◆ **Exercise input**:
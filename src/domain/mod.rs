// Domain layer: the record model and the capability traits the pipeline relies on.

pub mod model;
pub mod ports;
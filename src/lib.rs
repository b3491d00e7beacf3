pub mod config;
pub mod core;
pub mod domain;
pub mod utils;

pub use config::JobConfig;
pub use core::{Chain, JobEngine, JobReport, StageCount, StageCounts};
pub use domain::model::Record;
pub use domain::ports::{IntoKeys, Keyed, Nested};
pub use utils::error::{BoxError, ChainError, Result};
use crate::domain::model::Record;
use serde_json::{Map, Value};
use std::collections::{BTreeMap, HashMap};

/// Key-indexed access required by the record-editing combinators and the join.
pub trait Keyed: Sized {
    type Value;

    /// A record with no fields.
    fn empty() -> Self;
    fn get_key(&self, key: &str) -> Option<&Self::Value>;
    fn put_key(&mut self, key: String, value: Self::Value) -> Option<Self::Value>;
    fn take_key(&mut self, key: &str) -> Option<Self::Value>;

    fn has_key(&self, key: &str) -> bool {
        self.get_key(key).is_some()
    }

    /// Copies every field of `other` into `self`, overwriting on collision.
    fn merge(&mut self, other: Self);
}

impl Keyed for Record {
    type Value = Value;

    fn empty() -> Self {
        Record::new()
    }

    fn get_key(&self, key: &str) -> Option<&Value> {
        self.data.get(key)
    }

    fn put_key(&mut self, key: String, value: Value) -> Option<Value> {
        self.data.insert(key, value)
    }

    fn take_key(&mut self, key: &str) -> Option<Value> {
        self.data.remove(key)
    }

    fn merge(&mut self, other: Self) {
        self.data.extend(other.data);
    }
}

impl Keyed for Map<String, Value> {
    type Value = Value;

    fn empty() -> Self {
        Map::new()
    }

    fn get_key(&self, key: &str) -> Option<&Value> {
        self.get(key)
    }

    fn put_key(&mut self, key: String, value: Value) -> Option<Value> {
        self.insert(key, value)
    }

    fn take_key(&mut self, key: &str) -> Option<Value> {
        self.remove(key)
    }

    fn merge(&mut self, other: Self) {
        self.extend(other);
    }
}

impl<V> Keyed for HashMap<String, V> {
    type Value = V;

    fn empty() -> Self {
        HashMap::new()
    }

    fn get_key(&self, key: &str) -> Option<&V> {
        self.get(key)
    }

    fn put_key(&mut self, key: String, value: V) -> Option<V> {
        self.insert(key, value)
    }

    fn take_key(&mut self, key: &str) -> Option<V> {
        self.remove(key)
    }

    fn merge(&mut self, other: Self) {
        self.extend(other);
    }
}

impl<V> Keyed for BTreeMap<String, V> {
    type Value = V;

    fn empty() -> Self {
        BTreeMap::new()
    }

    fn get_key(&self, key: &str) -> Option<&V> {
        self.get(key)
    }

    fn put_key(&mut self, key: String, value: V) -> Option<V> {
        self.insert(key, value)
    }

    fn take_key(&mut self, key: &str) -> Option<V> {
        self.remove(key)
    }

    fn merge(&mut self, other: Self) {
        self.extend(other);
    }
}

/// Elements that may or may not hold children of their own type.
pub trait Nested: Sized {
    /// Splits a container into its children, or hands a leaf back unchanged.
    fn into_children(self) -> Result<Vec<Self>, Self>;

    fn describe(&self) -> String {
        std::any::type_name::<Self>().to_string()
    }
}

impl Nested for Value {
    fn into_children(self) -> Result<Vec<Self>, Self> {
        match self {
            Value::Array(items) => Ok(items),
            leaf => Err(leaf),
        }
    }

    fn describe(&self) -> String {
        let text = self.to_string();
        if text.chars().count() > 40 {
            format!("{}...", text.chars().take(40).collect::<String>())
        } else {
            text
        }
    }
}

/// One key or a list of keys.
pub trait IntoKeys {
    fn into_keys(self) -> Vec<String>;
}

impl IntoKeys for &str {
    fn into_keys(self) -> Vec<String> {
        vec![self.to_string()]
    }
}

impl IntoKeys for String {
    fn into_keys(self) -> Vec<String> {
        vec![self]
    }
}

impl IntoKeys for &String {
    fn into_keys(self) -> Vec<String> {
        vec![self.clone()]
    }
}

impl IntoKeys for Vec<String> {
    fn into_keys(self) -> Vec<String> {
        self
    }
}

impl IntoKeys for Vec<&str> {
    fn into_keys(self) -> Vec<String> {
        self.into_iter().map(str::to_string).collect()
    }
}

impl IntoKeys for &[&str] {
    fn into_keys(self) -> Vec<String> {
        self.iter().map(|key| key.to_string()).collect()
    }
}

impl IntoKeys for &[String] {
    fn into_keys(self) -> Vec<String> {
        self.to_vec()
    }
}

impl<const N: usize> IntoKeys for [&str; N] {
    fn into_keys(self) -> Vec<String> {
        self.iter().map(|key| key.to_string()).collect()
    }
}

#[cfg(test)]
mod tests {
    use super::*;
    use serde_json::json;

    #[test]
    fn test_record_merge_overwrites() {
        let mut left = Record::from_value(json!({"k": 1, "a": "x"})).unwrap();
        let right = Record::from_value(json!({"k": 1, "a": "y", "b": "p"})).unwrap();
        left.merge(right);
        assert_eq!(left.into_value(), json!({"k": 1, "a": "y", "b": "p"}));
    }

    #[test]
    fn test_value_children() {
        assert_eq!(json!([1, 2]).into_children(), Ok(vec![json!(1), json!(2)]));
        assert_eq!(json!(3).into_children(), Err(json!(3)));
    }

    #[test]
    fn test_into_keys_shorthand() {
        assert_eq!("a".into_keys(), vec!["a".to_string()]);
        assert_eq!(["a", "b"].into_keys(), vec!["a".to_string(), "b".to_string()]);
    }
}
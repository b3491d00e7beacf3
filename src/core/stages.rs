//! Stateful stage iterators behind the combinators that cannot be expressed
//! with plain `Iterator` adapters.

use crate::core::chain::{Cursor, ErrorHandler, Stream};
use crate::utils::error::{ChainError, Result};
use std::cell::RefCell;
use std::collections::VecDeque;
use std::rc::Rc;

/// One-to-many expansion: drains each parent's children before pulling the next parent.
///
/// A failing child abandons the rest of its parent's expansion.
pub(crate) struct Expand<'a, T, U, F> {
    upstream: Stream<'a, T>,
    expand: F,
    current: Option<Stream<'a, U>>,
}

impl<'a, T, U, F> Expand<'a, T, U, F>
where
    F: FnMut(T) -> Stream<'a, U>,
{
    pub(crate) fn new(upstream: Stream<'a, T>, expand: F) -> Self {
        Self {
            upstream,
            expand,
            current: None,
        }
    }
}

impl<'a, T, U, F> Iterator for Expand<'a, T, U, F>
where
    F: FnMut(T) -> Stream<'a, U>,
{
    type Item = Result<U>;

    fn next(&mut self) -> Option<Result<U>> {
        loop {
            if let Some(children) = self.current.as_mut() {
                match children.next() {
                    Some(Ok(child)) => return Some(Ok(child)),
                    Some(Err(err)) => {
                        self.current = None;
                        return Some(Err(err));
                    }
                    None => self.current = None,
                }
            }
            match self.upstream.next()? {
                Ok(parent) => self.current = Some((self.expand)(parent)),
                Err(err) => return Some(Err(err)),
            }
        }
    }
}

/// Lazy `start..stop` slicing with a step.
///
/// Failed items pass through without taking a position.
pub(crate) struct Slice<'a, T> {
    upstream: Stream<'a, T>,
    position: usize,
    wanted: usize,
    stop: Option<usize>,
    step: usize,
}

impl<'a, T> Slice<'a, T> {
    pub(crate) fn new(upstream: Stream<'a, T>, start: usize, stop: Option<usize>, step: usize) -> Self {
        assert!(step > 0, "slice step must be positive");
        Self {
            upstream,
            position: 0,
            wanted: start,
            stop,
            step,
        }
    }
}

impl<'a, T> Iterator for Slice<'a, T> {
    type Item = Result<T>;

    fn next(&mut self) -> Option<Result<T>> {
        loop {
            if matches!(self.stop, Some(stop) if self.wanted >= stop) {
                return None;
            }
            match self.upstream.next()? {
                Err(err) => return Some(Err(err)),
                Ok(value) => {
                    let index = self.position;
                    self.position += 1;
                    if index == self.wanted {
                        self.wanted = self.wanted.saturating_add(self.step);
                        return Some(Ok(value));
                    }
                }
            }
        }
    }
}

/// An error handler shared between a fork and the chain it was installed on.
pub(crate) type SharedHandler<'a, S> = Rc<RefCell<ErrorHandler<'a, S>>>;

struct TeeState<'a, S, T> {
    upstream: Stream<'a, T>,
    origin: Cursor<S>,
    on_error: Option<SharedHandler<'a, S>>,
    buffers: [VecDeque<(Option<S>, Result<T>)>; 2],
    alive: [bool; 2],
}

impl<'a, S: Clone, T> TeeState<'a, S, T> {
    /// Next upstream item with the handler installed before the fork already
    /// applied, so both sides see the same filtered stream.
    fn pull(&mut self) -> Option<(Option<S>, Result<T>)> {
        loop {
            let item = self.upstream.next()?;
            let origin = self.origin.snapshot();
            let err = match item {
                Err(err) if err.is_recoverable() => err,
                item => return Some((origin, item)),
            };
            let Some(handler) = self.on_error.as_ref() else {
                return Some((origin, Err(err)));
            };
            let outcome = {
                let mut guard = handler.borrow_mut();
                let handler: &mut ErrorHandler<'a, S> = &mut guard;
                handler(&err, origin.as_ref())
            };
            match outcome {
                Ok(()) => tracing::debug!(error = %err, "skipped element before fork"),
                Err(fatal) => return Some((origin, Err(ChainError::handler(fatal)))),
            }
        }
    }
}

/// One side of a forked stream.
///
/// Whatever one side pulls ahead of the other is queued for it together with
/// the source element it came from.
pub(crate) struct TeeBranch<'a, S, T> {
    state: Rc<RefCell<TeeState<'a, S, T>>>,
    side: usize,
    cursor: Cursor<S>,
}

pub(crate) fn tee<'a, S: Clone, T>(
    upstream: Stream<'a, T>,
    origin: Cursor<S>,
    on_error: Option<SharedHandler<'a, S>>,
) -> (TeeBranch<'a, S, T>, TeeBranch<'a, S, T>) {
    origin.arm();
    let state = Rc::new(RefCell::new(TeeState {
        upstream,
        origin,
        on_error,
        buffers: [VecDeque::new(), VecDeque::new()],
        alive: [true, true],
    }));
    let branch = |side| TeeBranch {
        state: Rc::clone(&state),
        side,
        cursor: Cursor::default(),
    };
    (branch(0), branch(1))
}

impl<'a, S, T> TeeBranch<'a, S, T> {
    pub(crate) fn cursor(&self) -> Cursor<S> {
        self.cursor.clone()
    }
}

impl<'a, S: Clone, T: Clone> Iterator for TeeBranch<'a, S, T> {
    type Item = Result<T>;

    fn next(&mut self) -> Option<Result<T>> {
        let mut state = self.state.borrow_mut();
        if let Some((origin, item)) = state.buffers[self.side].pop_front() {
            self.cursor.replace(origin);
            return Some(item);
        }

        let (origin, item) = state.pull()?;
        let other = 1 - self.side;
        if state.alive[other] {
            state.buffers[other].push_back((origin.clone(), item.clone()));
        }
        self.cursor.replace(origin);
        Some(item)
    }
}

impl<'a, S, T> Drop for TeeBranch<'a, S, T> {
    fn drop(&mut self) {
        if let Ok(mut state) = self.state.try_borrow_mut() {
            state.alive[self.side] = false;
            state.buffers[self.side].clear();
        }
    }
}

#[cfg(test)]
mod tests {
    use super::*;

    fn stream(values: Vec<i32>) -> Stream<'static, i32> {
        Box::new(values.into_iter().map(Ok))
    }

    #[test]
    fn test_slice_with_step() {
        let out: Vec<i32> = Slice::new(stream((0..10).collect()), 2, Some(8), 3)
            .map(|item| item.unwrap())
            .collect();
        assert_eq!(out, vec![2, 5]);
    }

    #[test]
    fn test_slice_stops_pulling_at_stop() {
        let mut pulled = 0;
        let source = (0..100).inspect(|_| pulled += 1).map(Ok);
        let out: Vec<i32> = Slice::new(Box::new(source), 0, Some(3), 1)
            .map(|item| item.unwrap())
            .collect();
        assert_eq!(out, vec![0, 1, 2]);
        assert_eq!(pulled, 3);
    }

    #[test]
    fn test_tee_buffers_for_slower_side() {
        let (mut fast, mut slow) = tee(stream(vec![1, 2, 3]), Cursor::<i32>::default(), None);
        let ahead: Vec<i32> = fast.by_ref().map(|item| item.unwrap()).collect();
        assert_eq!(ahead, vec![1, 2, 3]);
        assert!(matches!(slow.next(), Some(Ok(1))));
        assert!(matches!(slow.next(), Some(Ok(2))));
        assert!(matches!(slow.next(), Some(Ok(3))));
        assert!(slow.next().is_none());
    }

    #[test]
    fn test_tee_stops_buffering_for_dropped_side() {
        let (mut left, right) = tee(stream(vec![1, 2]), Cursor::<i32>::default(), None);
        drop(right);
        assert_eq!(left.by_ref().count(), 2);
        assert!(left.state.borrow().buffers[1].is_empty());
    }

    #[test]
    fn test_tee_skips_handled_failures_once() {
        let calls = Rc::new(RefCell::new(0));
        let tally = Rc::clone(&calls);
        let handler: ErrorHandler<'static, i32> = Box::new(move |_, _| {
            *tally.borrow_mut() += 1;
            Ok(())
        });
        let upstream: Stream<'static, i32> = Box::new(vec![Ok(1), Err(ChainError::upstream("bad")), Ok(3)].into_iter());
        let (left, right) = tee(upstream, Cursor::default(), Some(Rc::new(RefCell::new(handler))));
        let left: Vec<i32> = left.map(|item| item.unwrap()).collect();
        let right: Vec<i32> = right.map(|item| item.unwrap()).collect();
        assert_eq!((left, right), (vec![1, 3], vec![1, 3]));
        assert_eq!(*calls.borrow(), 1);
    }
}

◆ **The problem**: Please report only the number of lines above that include "installed".

◆ **Solved exercise**: 2